Trevor at kaleboel reports on a Guardian article by Steven Wells on why the USA owes its existence to cricket.
bq. FLASHBACK: Frederick, Prince of Wales, eldest son of George II, was, by all accounts, a bit of an arse. His mum called him a beast and a monster. And his dad seriously reckoned he was “wechselbalg” – a werewolf. And then, in 1749, Frederick got smacked in the head by a cricket ball. Two years later he died of an infected cyst in his head, leaving the way clear for Fred’s slightly mad son to become George III.
But a Wechselbalg is not a werewolf – that’s a Werwolf (as in the famous Morgenstern poem where the Werwolf wants to be declined – wer, wen, wes, wem – or as the Germans say, confounding my language-learning attempts, wer, wes, wem, wen). Wechselbalg is changeling. According to Hermann Paul’s Deutsches Wörterbuch – a dictionary well worth having: it doesn’t deal with the whole of the German vocabulary, but what it does deal with, it does thoroughly and in detail, with etymology and history – amazon.de link: Deutsches Wörterbuch
‘nach dem Volksglauben ein von Hexen stammendes untergeschobenes Kind, daher als Schimpfwort für ein mißratenes Kind gebraucht. Andere Bezeichnung Kielkropf’. (This is not the only German reference in the Guardian article).
Damn, should have seen that! Karl Marx used Heine’s Der Wechselbalg to condemn the house of Hohenzollern in an article in the Neue Rheinische Zeitung in 1849, and Eisler did something along the same lines. I think the Wechselbalg idea–repeated in Wikipedia–may be related to the folk motif of the child substituted in order to gain an inheritance.

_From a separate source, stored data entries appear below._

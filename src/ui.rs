use crate::catalog::{self, Filter, Sort};
use crate::favorites::{FavoriteSet, FavoritesStore};
use crate::fetch::FetchState;
use crate::models::{ElementType, EnrichedEntry, EntryCounts, PokemonRecord};
use crate::sprites::{sprite_path, SpriteCache};
use crate::utils::{evolution_line, format_name, size_line, stat_label, text_to_lines};
use crossterm::event::KeyCode;
use ratatui::backend::Backend;
use ratatui::layout::{Constraint, Direction, Layout, Rect};
use ratatui::style::{Color, Modifier, Style};
use ratatui::text::{Span, Spans};
use ratatui::widgets::{Block, Borders, Gauge, List, ListItem, ListState, Paragraph, Wrap};
use ratatui::{Frame, Terminal};
use std::io;
use std::path::PathBuf;
use std::sync::{Arc, Mutex};
use tokio::sync::watch;
use tracing::warn;

/// What the event loop should do after a key press.
#[derive(Debug, Clone, Copy, PartialEq, Eq)]
pub enum KeyAction {
    None,
    Quit,
    Refresh,
}

pub struct App {
    pub entries: Vec<EnrichedEntry>,
    /// Filtered and sorted indices into `entries`.
    pub visible: Vec<usize>,
    /// 1-based.
    pub page: usize,
    pub page_size: usize,
    /// Index within the current page.
    pub selected: usize,
    pub search_mode: bool,
    pub filter: Filter,
    pub sort: Sort,
    pub favorites: FavoriteSet,
    pub fetch_state: Option<Arc<Mutex<FetchState>>>,
    pub show_sprites: bool,
    pub show_help: bool,
    pub status: Option<String>,
    pub sprite_cache: SpriteCache,
    sprite_dir: PathBuf,
    store: Arc<dyn FavoritesStore>,
    favorites_rx: watch::Receiver<FavoriteSet>,
    type_cursor: Option<usize>,
    weakness_cursor: Option<usize>,
}

impl App {
    pub fn new(
        entries: Vec<EnrichedEntry>,
        store: Arc<dyn FavoritesStore>,
        sprite_dir: PathBuf,
        page_size: usize,
    ) -> Self {
        let mut favorites_rx = store.subscribe();
        let (favorites, status) = match store.get() {
            Ok(set) => (set, None),
            Err(e) => {
                warn!(error = %e, "favorites unavailable");
                (favorites_rx.borrow_and_update().clone(), Some(format!("favorites: {}", e)))
            }
        };
        let mut app = Self {
            entries,
            visible: Vec::new(),
            page: 1,
            page_size: page_size.max(1),
            selected: 0,
            search_mode: false,
            filter: Filter::default(),
            sort: Sort::default(),
            favorites,
            fetch_state: None,
            show_sprites: true,
            show_help: false,
            status,
            sprite_cache: SpriteCache::new(),
            sprite_dir,
            store,
            favorites_rx,
            type_cursor: None,
            weakness_cursor: None,
        };
        app.apply_filter();
        app
    }

    /// Swap in a freshly fetched entry list.
    pub fn set_entries(&mut self, entries: Vec<EnrichedEntry>) {
        self.entries = entries;
        self.apply_filter();
        self.preload_sprites();
    }

    /// Decode thumbnails for every entry on a background thread so the first
    /// view of a Pokémon does not wait on disk.
    pub fn preload_sprites(&self) {
        let items = self
            .entries
            .iter()
            .filter_map(EnrichedEntry::record)
            .filter_map(|r| sprite_path(&self.sprite_dir, r).map(|p| (r.id, p)))
            .collect();
        self.sprite_cache.preload(items);
    }

    pub fn apply_filter(&mut self) {
        self.visible = catalog::view(&self.entries, &self.filter, self.sort, &self.favorites);
        let pages = self.page_count();
        if self.page > pages {
            self.page = pages;
        }
        let on_page = self.page_items().len();
        if on_page == 0 {
            self.selected = 0;
        } else if self.selected >= on_page {
            self.selected = on_page - 1;
        }
    }

    pub fn page_count(&self) -> usize {
        catalog::page_count(self.visible.len(), self.page_size).unwrap_or(1)
    }

    pub fn page_items(&self) -> &[usize] {
        catalog::page(&self.visible, self.page, self.page_size).unwrap_or(&[])
    }

    pub fn selected_entry(&self) -> Option<&EnrichedEntry> {
        self.page_items()
            .get(self.selected)
            .and_then(|&i| self.entries.get(i))
    }

    pub fn next(&mut self) {
        let n = self.page_items().len();
        if n > 0 {
            self.selected = (self.selected + 1) % n;
        }
    }

    pub fn previous(&mut self) {
        let n = self.page_items().len();
        if n > 0 {
            if self.selected == 0 {
                self.selected = n - 1;
            } else {
                self.selected -= 1;
            }
        }
    }

    pub fn next_page(&mut self) {
        if self.page < self.page_count() {
            self.page += 1;
            self.selected = 0;
        }
    }

    pub fn previous_page(&mut self) {
        if self.page > 1 {
            self.page -= 1;
            self.selected = 0;
        }
    }

    pub fn counts(&self) -> EntryCounts {
        EntryCounts::tally(&self.entries)
    }

    pub fn is_favorite(&self, id: u32) -> bool {
        self.favorites.contains(&id)
    }

    pub fn toggle_favorite(&mut self) {
        let Some(record) = self.selected_entry().and_then(EnrichedEntry::record) else {
            self.status = Some("cannot favorite an entry that failed to load".to_string());
            return;
        };
        let (id, name) = (record.id, format_name(&record.name));
        match self.store.toggle(id) {
            Ok(now) => {
                self.status = Some(if now {
                    format!("★ {} added to favorites", name)
                } else {
                    format!("{} removed from favorites", name)
                });
                self.sync_favorites();
            }
            Err(e) => {
                warn!(id, error = %e, "favorite toggle failed");
                self.status = Some(format!("favorites: {}", e));
            }
        }
    }

    /// Pick up favorites changes published by the store.
    pub fn sync_favorites(&mut self) {
        if self.favorites_rx.has_changed().unwrap_or(false) {
            self.favorites = self.favorites_rx.borrow_and_update().clone();
            if self.filter.favorites_only {
                self.apply_filter();
            }
        }
    }

    pub fn toggle_favorites_view(&mut self) {
        self.filter.favorites_only = !self.filter.favorites_only;
        self.page = 1;
        self.apply_filter();
    }

    /// Step the type filter through the eighteen types and back to "any".
    pub fn cycle_type_filter(&mut self) {
        self.type_cursor = step(self.type_cursor);
        self.filter.types = self.type_cursor.map(|i| vec![ElementType::ALL[i]]).unwrap_or_default();
        self.page = 1;
        self.apply_filter();
    }

    pub fn cycle_weakness_filter(&mut self) {
        self.weakness_cursor = step(self.weakness_cursor);
        self.filter.weaknesses = self
            .weakness_cursor
            .map(|i| vec![ElementType::ALL[i]])
            .unwrap_or_default();
        self.page = 1;
        self.apply_filter();
    }

    pub fn cycle_sort(&mut self) {
        self.sort = self.sort.next();
        self.apply_filter();
    }

    pub fn on_key(&mut self, code: KeyCode) -> KeyAction {
        if self.search_mode {
            match code {
                KeyCode::Enter | KeyCode::Esc => {
                    self.search_mode = false;
                }
                KeyCode::Backspace => {
                    self.filter.query.pop();
                    self.page = 1;
                    self.apply_filter();
                }
                KeyCode::Char(c) => {
                    self.filter.query.push(c);
                    self.page = 1;
                    self.apply_filter();
                }
                _ => {}
            }
            return KeyAction::None;
        }

        match code {
            KeyCode::Char('q') => return KeyAction::Quit,
            KeyCode::Char('r') => return KeyAction::Refresh,
            KeyCode::F(1) | KeyCode::Char('h') => {
                self.show_help = !self.show_help;
            }
            KeyCode::Char('/') => {
                self.search_mode = true;
                self.filter.query.clear();
                self.page = 1;
                self.apply_filter();
            }
            KeyCode::Down => self.next(),
            KeyCode::Up => self.previous(),
            KeyCode::PageDown | KeyCode::Char(']') => self.next_page(),
            KeyCode::PageUp | KeyCode::Char('[') => self.previous_page(),
            KeyCode::Char('f') => self.toggle_favorite(),
            KeyCode::Char('v') => self.toggle_favorites_view(),
            KeyCode::Char('t') => self.cycle_type_filter(),
            KeyCode::Char('w') => self.cycle_weakness_filter(),
            KeyCode::Char('s') => self.cycle_sort(),
            KeyCode::Char('p') => {
                self.show_sprites = !self.show_sprites;
            }
            _ => {}
        }
        KeyAction::None
    }

    fn sprite_rows(&self, record: &PokemonRecord, w: u32, h: u32) -> Option<Vec<Vec<(u8, u8, u8)>>> {
        let path = sprite_path(&self.sprite_dir, record)?;
        self.sprite_cache.pixels(record.id, &path, w, h)
    }
}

Very interesting – ah, some erudition – one can’t have too much of that, as they say. I see they say ‘foundling’ in Wikipedia, and that this term was directed to Fred (kronprinsfred?) when he turned up at a relatively advanced age, unfamiliar to his parents.

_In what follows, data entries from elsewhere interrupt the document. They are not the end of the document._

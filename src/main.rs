use anyhow::{bail, Context};
use clap::{Parser, Subcommand};
use crossterm::event::{self, Event as CEvent};
use crossterm::terminal::{
    disable_raw_mode, enable_raw_mode, EnterAlternateScreen, LeaveAlternateScreen,
};
use crossterm::ExecutableCommand;
use ratatui::backend::CrosstermBackend;
use ratatui::Terminal;
use std::io;
use std::path::PathBuf;
use std::sync::Arc;
use std::time::{Duration, Instant};
use tracing::{info, warn};

use pokedex_tui::api::{page_offset, HttpPokeApi};
use pokedex_tui::config::Config;
use pokedex_tui::enrich::{CancelToken, Enricher, RelationMode};
use pokedex_tui::error::EnrichError;
use pokedex_tui::favorites::{self, FavoritesStore, FileFavorites, MemoryFavorites};
use pokedex_tui::fetch::{self, RefreshJob};
use pokedex_tui::models::{EnrichedEntry, PokemonRef};
use pokedex_tui::ui::{draw_ui, App, KeyAction};
use pokedex_tui::utils::{describe_record, format_name};
use pokedex_tui::logging;

#[derive(Parser, Debug)]
#[command(name = "pokedex", version, about = "Terminal Pokédex backed by PokeAPI")]
struct Cli {
    /// TOML config file
    #[arg(long, global = true)]
    config: Option<PathBuf>,

    /// Where the entry cache, sprites, favorites and log live
    #[arg(long, global = true)]
    data_dir: Option<PathBuf>,

    #[arg(long, global = true)]
    batch_size: Option<usize>,

    #[arg(long, global = true)]
    timeout_secs: Option<u64>,

    /// Only look up damage relations for a Pokémon's first type
    #[arg(long, global = true)]
    first_type_only: bool,

    #[arg(long, global = true)]
    no_sprites: bool,

    /// Keep favorites in memory only for this session
    #[arg(long, global = true)]
    no_persist: bool,

    #[command(subcommand)]
    command: Option<Command>,
}

#[derive(Subcommand, Debug)]
enum Command {
    /// Interactive viewer (default)
    Tui,
    /// Fetch, enrich and cache Pokémon, then exit
    Fetch {
        #[arg(long)]
        limit: Option<usize>,
        #[arg(long, conflicts_with = "page")]
        offset: Option<usize>,
        /// 1-based page of `limit` entries
        #[arg(long)]
        page: Option<usize>,
    },
    /// Print one Pokémon
    Show {
        /// Name or Pokédex number
        which: String,
        /// Skip the cache and ask the API
        #[arg(long)]
        online: bool,
    },
    /// Manage favorites
    Favorites {
        #[command(subcommand)]
        action: FavoritesAction,
    },
}

#[derive(Subcommand, Debug)]
enum FavoritesAction {
    List,
    Add { id: u32 },
    Remove { id: u32 },
    Toggle { id: u32 },
}

impl Cli {
    fn resolve_config(&self) -> anyhow::Result<Config> {
        let mut config = Config::load(self.config.as_deref())?;
        config.apply_env(|k| std::env::var(k).ok())?;
        if let Some(dir) = &self.data_dir {
            config.data_dir = dir.clone();
        }
        if let Some(n) = self.batch_size {
            config.batch_size = n;
        }
        if let Some(secs) = self.timeout_secs {
            config.request_timeout_secs = secs;
        }
        if self.first_type_only {
            config.relation_mode = RelationMode::FirstType;
        }
        if self.no_sprites {
            config.fetch_sprites = false;
        }
        if let Some(Command::Fetch { limit, offset, page }) = &self.command {
            if let Some(limit) = limit {
                config.limit = *limit;
            }
            if let Some(offset) = offset {
                config.offset = *offset;
            }
            if let Some(page) = page {
                if *page == 0 {
                    bail!("--page is 1-based");
                }
                config.offset = page_offset(*page, config.limit);
            }
        }
        config.validate()?;
        Ok(config)
    }
}

#[tokio::main]
async fn main() -> anyhow::Result<()> {
    let mut cli = Cli::parse();
    let config = cli.resolve_config()?;

    match cli.command.take().unwrap_or(Command::Tui) {
        Command::Tui => {
            if let Err(e) = logging::init_file(&config.data_dir) {
                eprintln!("logging disabled: {}", e);
            }
            run_tui(config, cli.no_persist).await
        }
        Command::Fetch { .. } => {
            logging::init_stderr();
            run_fetch(config).await
        }
        Command::Show { which, online } => {
            logging::init_stderr();
            run_show(config, &which, online).await
        }
        Command::Favorites { action } => {
            logging::init_stderr();
            run_favorites(config, action)
        }
    }
}

fn api_for(config: &Config) -> anyhow::Result<Arc<HttpPokeApi>> {
    let api = HttpPokeApi::new(&config.api_base_url, config.request_timeout())
        .context("building HTTP client")?;
    Ok(Arc::new(api))
}

async fn run_fetch(config: Config) -> anyhow::Result<()> {
    let api = api_for(&config)?;
    let options = config.refresh_options();
    eprintln!(
        "Fetching {} Pokémon from offset {} (batch size {})...",
        options.limit, options.offset, options.enrich.batch_size
    );

    let cancel = CancelToken::new();
    let on_ctrl_c = cancel.clone();
    tokio::spawn(async move {
        if tokio::signal::ctrl_c().await.is_ok() {
            on_ctrl_c.cancel();
        }
    });

    let outcome = fetch::refresh(api, &options, None, &cancel).await?;
    let c = outcome.report.counts;
    eprintln!(
        "Fetch complete: {} complete, {} partial, {} failed ({} available) saved to {}",
        c.complete,
        c.partial,
        c.failed,
        outcome.available,
        options.cache_path().display()
    );
    if options.fetch_sprites {
        eprintln!(
            "Sprites: {} downloaded, {} already present, {} failed",
            outcome.sprites.downloaded, outcome.sprites.skipped, outcome.sprites.failed
        );
    }
    for entry in &outcome.report.entries {
        if let EnrichedEntry::Failed { stub, reason, .. } = entry {
            eprintln!("  x {}: {}", stub.name, reason);
        }
    }
    Ok(())
}

async fn run_show(config: Config, which: &str, online: bool) -> anyhow::Result<()> {
    let which: PokemonRef = which.parse()?;

    let cached = if online {
        None
    } else {
        let entries = fetch::load_cache(&fetch::cache_path(&config.data_dir))?;
        entries.into_iter().find(|e| match &which {
            PokemonRef::Id(id) => e.id() == Some(*id),
            PokemonRef::Name(name) => e.name() == name.as_str(),
        })
    };

    let entry = match cached {
        Some(entry) if !entry.is_failed() => entry,
        _ => {
            let api = api_for(&config)?;
            let enricher = Enricher::new(api, config.enrich_options())?;
            enricher.enrich_ref(&which).await
        }
    };

    match entry {
        EnrichedEntry::Complete(record) => println!("{}", describe_record(&record)),
        EnrichedEntry::Partial {
            record,
            missing_relations,
        } => {
            println!("{}", describe_record(&record));
            println!(
                "(incomplete: no relation data for {})",
                missing_relations.join(", ")
            );
        }
        EnrichedEntry::Failed { stub, reason, .. } => {
            bail!("{}: {}", format_name(&stub.name), reason)
        }
    }
    Ok(())
}

fn run_favorites(config: Config, action: FavoritesAction) -> anyhow::Result<()> {
    let store = FileFavorites::open(&config.data_dir)?;
    let set = match action {
        FavoritesAction::List => store.get()?,
        FavoritesAction::Add { id } => store.set(id, true)?,
        FavoritesAction::Remove { id } => store.set(id, false)?,
        FavoritesAction::Toggle { id } => {
            let now = store.toggle(id)?;
            println!("#{} is {}a favorite", id, if now { "now " } else { "no longer " });
            store.get()?
        }
    };

    let names = fetch::load_cache(&fetch::cache_path(&config.data_dir)).unwrap_or_default();
    for id in set {
        match names.iter().find(|e| e.id() == Some(id)) {
            Some(e) => println!("{:>4} {}", id, format_name(e.name())),
            None => println!("{:>4}", id),
        }
    }
    Ok(())
}

async fn run_tui(config: Config, no_persist: bool) -> anyhow::Result<()> {
    let api = api_for(&config)?;
    let options = config.refresh_options();
    let (store, favorites_error): (Arc<dyn FavoritesStore>, _) = if no_persist {
        (Arc::new(MemoryFavorites::default()), None)
    } else {
        favorites::open_or_memory(&config.data_dir)
    };

    let entries = fetch::load_cache(&options.cache_path()).unwrap_or_else(|e| {
        warn!(error = %e, "ignoring unreadable cache");
        vec![]
    });

    let mut app = App::new(entries, store, options.sprite_dir(), config.page_size);
    app.show_sprites = config.fetch_sprites;
    if let Some(e) = favorites_error {
        app.status = Some(format!("favorites not saved this session: {}", e));
    }
    app.preload_sprites();

    // Refresh in the background when the cache holds fewer entries than asked for.
    let mut job = None;
    if app.entries.len() < options.limit {
        info!(cached = app.entries.len(), limit = options.limit, "cache short, refreshing");
        let started = RefreshJob::spawn(api.clone(), options.clone());
        app.fetch_state = Some(started.progress());
        job = Some(started);
    }

    enable_raw_mode()?;
    let mut stdout = io::stdout();
    stdout.execute(EnterAlternateScreen)?;
    let backend = CrosstermBackend::new(stdout);
    let mut terminal = Terminal::new(backend)?;

    let result = event_loop(&mut terminal, &mut app, &mut job, || {
        RefreshJob::spawn(api.clone(), options.clone())
    });

    if let Some(job) = job {
        job.cancel();
    }
    disable_raw_mode()?;
    let mut stdout = io::stdout();
    stdout.execute(LeaveAlternateScreen)?;
    result
}

fn event_loop<B: ratatui::backend::Backend>(
    terminal: &mut Terminal<B>,
    app: &mut App,
    job: &mut Option<RefreshJob>,
    start_refresh: impl Fn() -> RefreshJob,
) -> anyhow::Result<()> {
    let tick_rate = Duration::from_millis(200);
    let mut last_tick = Instant::now();

    loop {
        draw_ui(terminal, app)?;

        let finished = job.as_ref().and_then(RefreshJob::try_take);
        if let Some(result) = finished {
            *job = None;
            match result {
                Ok(outcome) => {
                    let c = outcome.report.counts;
                    app.status = Some(format!(
                        "refreshed {} entries ({} partial, {} failed)",
                        c.total(),
                        c.partial,
                        c.failed
                    ));
                    app.set_entries(outcome.report.entries);
                }
                Err(EnrichError::Cancelled) => {}
                Err(e) => {
                    warn!(error = %e, "refresh failed");
                    app.status = Some(format!("refresh failed: {}", e));
                }
            }
        }
        app.sync_favorites();

        let timeout = tick_rate
            .checked_sub(last_tick.elapsed())
            .unwrap_or_else(|| Duration::from_secs(0));
        if event::poll(timeout)? {
            if let CEvent::Key(key) = event::read()? {
                match app.on_key(key.code) {
                    KeyAction::Quit => break,
                    KeyAction::Refresh => {
                        // the old job keeps its own progress; only the new one is shown
                        if let Some(old) = job.take() {
                            old.cancel();
                        }
                        let started = start_refresh();
                        app.fetch_state = Some(started.progress());
                        app.status = Some("refreshing...".to_string());
                        *job = Some(started);
                    }
                    KeyAction::None => {}
                }
            }
        }

        if last_tick.elapsed() >= tick_rate {
            last_tick = Instant::now();
        }
    }
    Ok(())
}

I don’t think you can have a Kronprinsfred of Eng-ger-lund, where they are instead Prinses of Yummy Whales, to go with the French Dolphins as was…

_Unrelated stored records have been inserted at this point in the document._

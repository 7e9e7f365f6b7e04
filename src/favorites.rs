//! Favorite Pokémon ids.
//!
//! The set is persisted as a JSON array of integers in a single file. Every
//! update is a read-modify-write performed under one lock, so two toggles
//! racing each other both land.

use std::collections::BTreeSet;
use std::path::{Path, PathBuf};
use std::sync::{Arc, Mutex};
use tokio::sync::watch;
use tracing::{debug, warn};

use crate::error::FavoritesError;

pub type FavoriteSet = BTreeSet<u32>;

/// Storage for the favorites set. Presentation code depends on this trait
/// rather than on where the set lives.
pub trait FavoritesStore: Send + Sync {
    fn get(&self) -> Result<FavoriteSet, FavoritesError>;

    /// Make `id` a favorite (or not) and return the resulting set.
    fn set(&self, id: u32, favorite: bool) -> Result<FavoriteSet, FavoritesError>;

    /// Flip membership of `id`; returns whether it is now a favorite.
    fn toggle(&self, id: u32) -> Result<bool, FavoritesError>;

    /// Receives the full set after every successful change.
    fn subscribe(&self) -> watch::Receiver<FavoriteSet>;

    fn contains(&self, id: u32) -> Result<bool, FavoritesError> {
        Ok(self.get()?.contains(&id))
    }
}

fn apply(set: &mut FavoriteSet, id: u32, favorite: bool) -> bool {
    if favorite {
        set.insert(id)
    } else {
        set.remove(&id)
    }
}

/// File-backed store: `<data_dir>/favorites.json`.
pub struct FileFavorites {
    path: PathBuf,
    lock: Mutex<()>,
    tx: watch::Sender<FavoriteSet>,
}

impl FileFavorites {
    pub const FILE_NAME: &'static str = "favorites.json";

    /// Open the store. A malformed file is reported here rather than being
    /// silently replaced.
    pub fn open(data_dir: &Path) -> Result<Self, FavoritesError> {
        let path = data_dir.join(Self::FILE_NAME);
        let initial = read_file(&path)?;
        let (tx, _rx) = watch::channel(initial);
        Ok(Self {
            path,
            lock: Mutex::new(()),
            tx,
        })
    }

    pub fn path(&self) -> &Path {
        &self.path
    }

    fn update(&self, f: impl FnOnce(&mut FavoriteSet) -> bool) -> Result<FavoriteSet, FavoritesError> {
        let _guard = self.lock.lock().unwrap_or_else(|poisoned| poisoned.into_inner());
        let mut set = read_file(&self.path)?;
        if f(&mut set) {
            write_file(&self.path, &set)?;
            debug!(count = set.len(), "favorites saved");
        }
        self.tx.send_replace(set.clone());
        Ok(set)
    }
}

fn read_file(path: &Path) -> Result<FavoriteSet, FavoritesError> {
    let data = match std::fs::read_to_string(path) {
        Ok(data) => data,
        Err(e) if e.kind() == std::io::ErrorKind::NotFound => return Ok(FavoriteSet::new()),
        Err(e) => return Err(e.into()),
    };
    if data.trim().is_empty() {
        return Ok(FavoriteSet::new());
    }
    let ids: Vec<u32> = serde_json::from_str(&data).map_err(|source| FavoritesError::Malformed {
        path: path.display().to_string(),
        source,
    })?;
    Ok(ids.into_iter().collect())
}

fn write_file(path: &Path, set: &FavoriteSet) -> Result<(), FavoritesError> {
    if let Some(parent) = path.parent() {
        std::fs::create_dir_all(parent)?;
    }
    let ids: Vec<u32> = set.iter().copied().collect();
    let json = serde_json::to_string(&ids).map_err(|source| FavoritesError::Malformed {
        path: path.display().to_string(),
        source,
    })?;
    let tmp = path.with_extension("json.tmp");
    std::fs::write(&tmp, json)?;
    std::fs::rename(&tmp, path)?;
    Ok(())
}

impl FavoritesStore for FileFavorites {
    fn get(&self) -> Result<FavoriteSet, FavoritesError> {
        let _guard = self.lock.lock().unwrap_or_else(|poisoned| poisoned.into_inner());
        read_file(&self.path)
    }

    fn set(&self, id: u32, favorite: bool) -> Result<FavoriteSet, FavoritesError> {
        self.update(|set| apply(set, id, favorite))
    }

    fn toggle(&self, id: u32) -> Result<bool, FavoritesError> {
        let mut now = false;
        self.update(|set| {
            now = !set.contains(&id);
            apply(set, id, now)
        })?;
        Ok(now)
    }

    fn subscribe(&self) -> watch::Receiver<FavoriteSet> {
        self.tx.subscribe()
    }
}

/// The on-disk store, or an in-memory one when the file cannot be read.
///
/// The error, if any, is returned alongside so the caller can surface it.
/// The unreadable file is left untouched; changes made in this session are
/// not persisted.
pub fn open_or_memory(data_dir: &Path) -> (Arc<dyn FavoritesStore>, Option<FavoritesError>) {
    match FileFavorites::open(data_dir) {
        Ok(store) => (Arc::new(store), None),
        Err(e) => {
            warn!(error = %e, "favorites unavailable, keeping them in memory for this session");
            (Arc::new(MemoryFavorites::default()), Some(e))
        }
    }
}

/// Non-persistent store.
pub struct MemoryFavorites {
    tx: watch::Sender<FavoriteSet>,
}

impl MemoryFavorites {
    pub fn new(initial: FavoriteSet) -> Self {
        let (tx, _rx) = watch::channel(initial);
        Self { tx }
    }
}

impl Default for MemoryFavorites {
    fn default() -> Self {
        Self::new(FavoriteSet::new())
    }
}

impl FavoritesStore for MemoryFavorites {
    fn get(&self) -> Result<FavoriteSet, FavoritesError> {
        Ok(self.tx.borrow().clone())
    }

    fn set(&self, id: u32, favorite: bool) -> Result<FavoriteSet, FavoritesError> {
        self.tx.send_modify(|set| {
            apply(set, id, favorite);
        });
        self.get()
    }

    fn toggle(&self, id: u32) -> Result<bool, FavoritesError> {
        let mut now = false;
        self.tx.send_modify(|set| {
            now = !set.contains(&id);
            apply(set, id, now);
        });
        Ok(now)
    }

    fn subscribe(&self) -> watch::Receiver<FavoriteSet> {
        self.tx.subscribe()
    }
}
//! Terminal Pokédex backed by PokeAPI.
//!
//! ```text
//! list page → enrich (detail + type relations, batched) → cache → viewer
//!                                                           ↑
//!                                                     favorites store
//! ```
//!
//! - [`api`]: the [`PokeApi`](api::PokeApi) seam and its reqwest implementation
//! - [`enrich`]: batched enrichment of stubs into display-ready entries
//! - [`fetch`]: refresh job, on-disk entry cache, shared progress state
//! - [`favorites`]: favorites set with atomic updates
//! - [`catalog`]: filtering, sorting and paging
//! - [`sprites`]: sprite download and thumbnails
//! - [`ui`]: the ratatui viewer

pub mod api;
pub mod catalog;
pub mod config;
pub mod enrich;
pub mod error;
pub mod favorites;
pub mod fetch;
pub mod logging;
pub mod models;
pub mod sprites;
pub mod ui;
pub mod utils;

I didn’t think you cared unless it was prinsesses.
I don’t epsecially care about their many doings, for sure, but terminology is still worth straightening out.
Why shouldn’t we call him our crown prince as well? The term helps cover up that awkward period between when someone becomes heir to the throne and when s/he is made Prince of Wales.